Gili’s art does not show who women ought to be nor who they have become expected to be – but rather who they are. Her women are comfortable with just existing for themselves.
“I used to wake up from vivid dreams pretty regularly, and I would write them in my bedside journal in the dark. They weren’t always legible, but it was fun trying to piece them together in the morning. Sometimes, they were really weird, which was great for inspiration.” - Bambou Gili via The Wildest
I see you in my dreams. In my dreams of undefined femininity. In my dreams of representational art. I see these colors in my dreams, I see the figures and landscape there too. I yearn to exist there with the women, in a state of comfort and fulfillment.
The perfect word to describe Gili’s art is no other than dream-like.
Not only a visual dream, but a dream of concepts.
Bonus Section
If you would like to be sad and existential for the rest of the day Here are some more depressing facts about gender inequality in the art scene.
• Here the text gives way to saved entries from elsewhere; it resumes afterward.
//! REST client for the numeric-trivia ("numbers API") service.
//!
//! Only the math-fact endpoint is used: `GET {base}/{number}/math?json`,
//! which answers with a JSON object carrying the fact in `text`.

use std::time::Duration;

use serde::Deserialize;

/// Default upstream base URL.
pub const DEFAULT_NUMBERS_API_URL: &str = "http://numbersapi.com";

/// HTTP client for the numbers API.
#[derive(Debug, Clone)]
pub struct NumbersApi {
    client: reqwest::Client,
    api_url: String,
}

/// Subset of the math-fact payload that we consume.
#[derive(Debug, Deserialize)]
struct MathFact {
    text: Option<String>,
}

/// Errors from the numbers API layer.
#[derive(Debug, thiserror::Error)]
pub enum NumbersApiError {
    /// The HTTP request itself failed (network, DNS, timeout, bad body).
    #[error("HTTP request failed: {0}")]
    Request(#[from] reqwest::Error),

    /// The service returned a non-2xx status code.
    #[error("Numbers API error ({status}): {body}")]
    ApiError {
        /// HTTP status code.
        status: u16,
        /// Raw response body for debugging.
        body: String,
    },

    /// The response was JSON but had no usable `text` field.
    #[error("Numbers API response has no fact text")]
    MissingText,
}

impl NumbersApi {
    /// Create a client for `api_url` whose requests give up after `timeout`.
    ///
    /// * `api_url` - Base HTTP URL, e.g. `http://numbersapi.com`. A trailing
    ///   slash is tolerated.
    pub fn new(api_url: impl Into<String>, timeout: Duration) -> Result<Self, NumbersApiError> {
        let client = reqwest::Client::builder().timeout(timeout).build()?;
        Ok(Self::with_client(client, api_url))
    }

    /// Create an API client reusing an existing [`reqwest::Client`].
    pub fn with_client(client: reqwest::Client, api_url: impl Into<String>) -> Self {
        let api_url = api_url.into().trim_end_matches('/').to_string();
        Self { client, api_url }
    }

    pub fn api_url(&self) -> &str {
        &self.api_url
    }

    /// Fetch the math fact for `number`.
    pub async fn math_fact(&self, number: i64) -> Result<String, NumbersApiError> {
        let response = self
            .client
            .get(format!("{}/{}/math?json", self.api_url, number))
            .send()
            .await?;

        let response = Self::ensure_success(response).await?;
        let fact: MathFact = response.json().await?;

        match fact.text {
            Some(text) if !text.trim().is_empty() => Ok(text),
            _ => Err(NumbersApiError::MissingText),
        }
    }

    /// Return the response unchanged on success, or an
    /// [`NumbersApiError::ApiError`] carrying the status and body text.
    async fn ensure_success(
        response: reqwest::Response,
    ) -> Result<reqwest::Response, NumbersApiError> {
        let status = response.status();
        if !status.is_success() {
            let body = response
                .text()
                .await
                .unwrap_or_else(|_| "<unreadable body>".to_string());
            return Err(NumbersApiError::ApiError {
                status: status.as_u16(),
                body,
            });
        }
        Ok(response)
    }
}
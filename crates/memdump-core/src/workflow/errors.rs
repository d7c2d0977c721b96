use std::path::PathBuf;

use crate::archive::ArchiveError;
use crate::capture::CaptureError;
use crate::errors::MemdumpError;

/// Terminal failure of a dump invocation, one variant per stage.
///
/// None of these are retried; the workflow is single-attempt by design and
/// the temp artifacts are cleaned up before the error reaches the caller.
#[derive(Debug, thiserror::Error)]
pub enum DumpError {
    #[error("Memory capture failed: {source}")]
    CaptureFailed {
        #[source]
        source: CaptureError,
    },

    #[error("Compression failed: {source}")]
    CompressionFailed {
        #[source]
        source: ArchiveError,
    },

    #[error("Could not move archive to '{path}': {message}")]
    RelocationFailed { path: PathBuf, message: String },

    #[error("Dump worker terminated unexpectedly: {message}")]
    Interrupted { message: String },
}

impl MemdumpError for DumpError {
    fn error_code(&self) -> &'static str {
        match self {
            DumpError::CaptureFailed { .. } => "DUMP_CAPTURE_FAILED",
            DumpError::CompressionFailed { .. } => "DUMP_COMPRESSION_FAILED",
            DumpError::RelocationFailed { .. } => "DUMP_RELOCATION_FAILED",
            DumpError::Interrupted { .. } => "DUMP_INTERRUPTED",
        }
    }
}

#[cfg(test)]
mod tests {
    use super::*;

    #[test]
    fn test_error_codes_by_stage() {
        let error = DumpError::CaptureFailed {
            source: CaptureError::ToolMissing {
                path: PathBuf::from("userdump8.1/x64/userdump.exe"),
            },
        };
        assert_eq!(error.error_code(), "DUMP_CAPTURE_FAILED");

        let error = DumpError::RelocationFailed {
            path: PathBuf::from("./out.zip"),
            message: "destination already exists".to_string(),
        };
        assert_eq!(error.error_code(), "DUMP_RELOCATION_FAILED");
        assert!(error.to_string().contains("./out.zip"));
    }

    #[test]
    fn test_source_chain_preserved() {
        use std::error::Error;

        let error = DumpError::CompressionFailed {
            source: ArchiveError::ArchiveMissing {
                path: PathBuf::from("/tmp/x.zip"),
            },
        };
        assert!(error.source().is_some());
    }
}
Always be Optimizing by Jia Tolentino is the most memorable essay I have ever read. I know there is no reference to this in this newsletter but the majority of my concept of ‘divine feminine’ derives from Tilentino’s definition of ‘optimizing’.
“The freedom I want is located in a world where we wouldn't need to love women, or even monitor our feelings about women as meaningful—in which we wouldn't need to parse the contours of female worth and liberation by paying meticulous personal attention to any of this at all.” - Jia Tolentino, Trick Mirror: Reflections on Self-Delusion
*I would like to note that I use dual pronouns. Both They/Them and She/Hers. I do not identify with being a woman, nor do I identify fully with being non-binary. Instead I exist somewhere in-between. I present more traditionally feminine so I identify, and experience, the pressure that femininity creates.*
Sorry for my sudden two week absence, its mid-terms (YAY *depressingly*). Rather than focus on my fun essays here I must focus on my essays that will be graded.
I promise that it will probably happen again.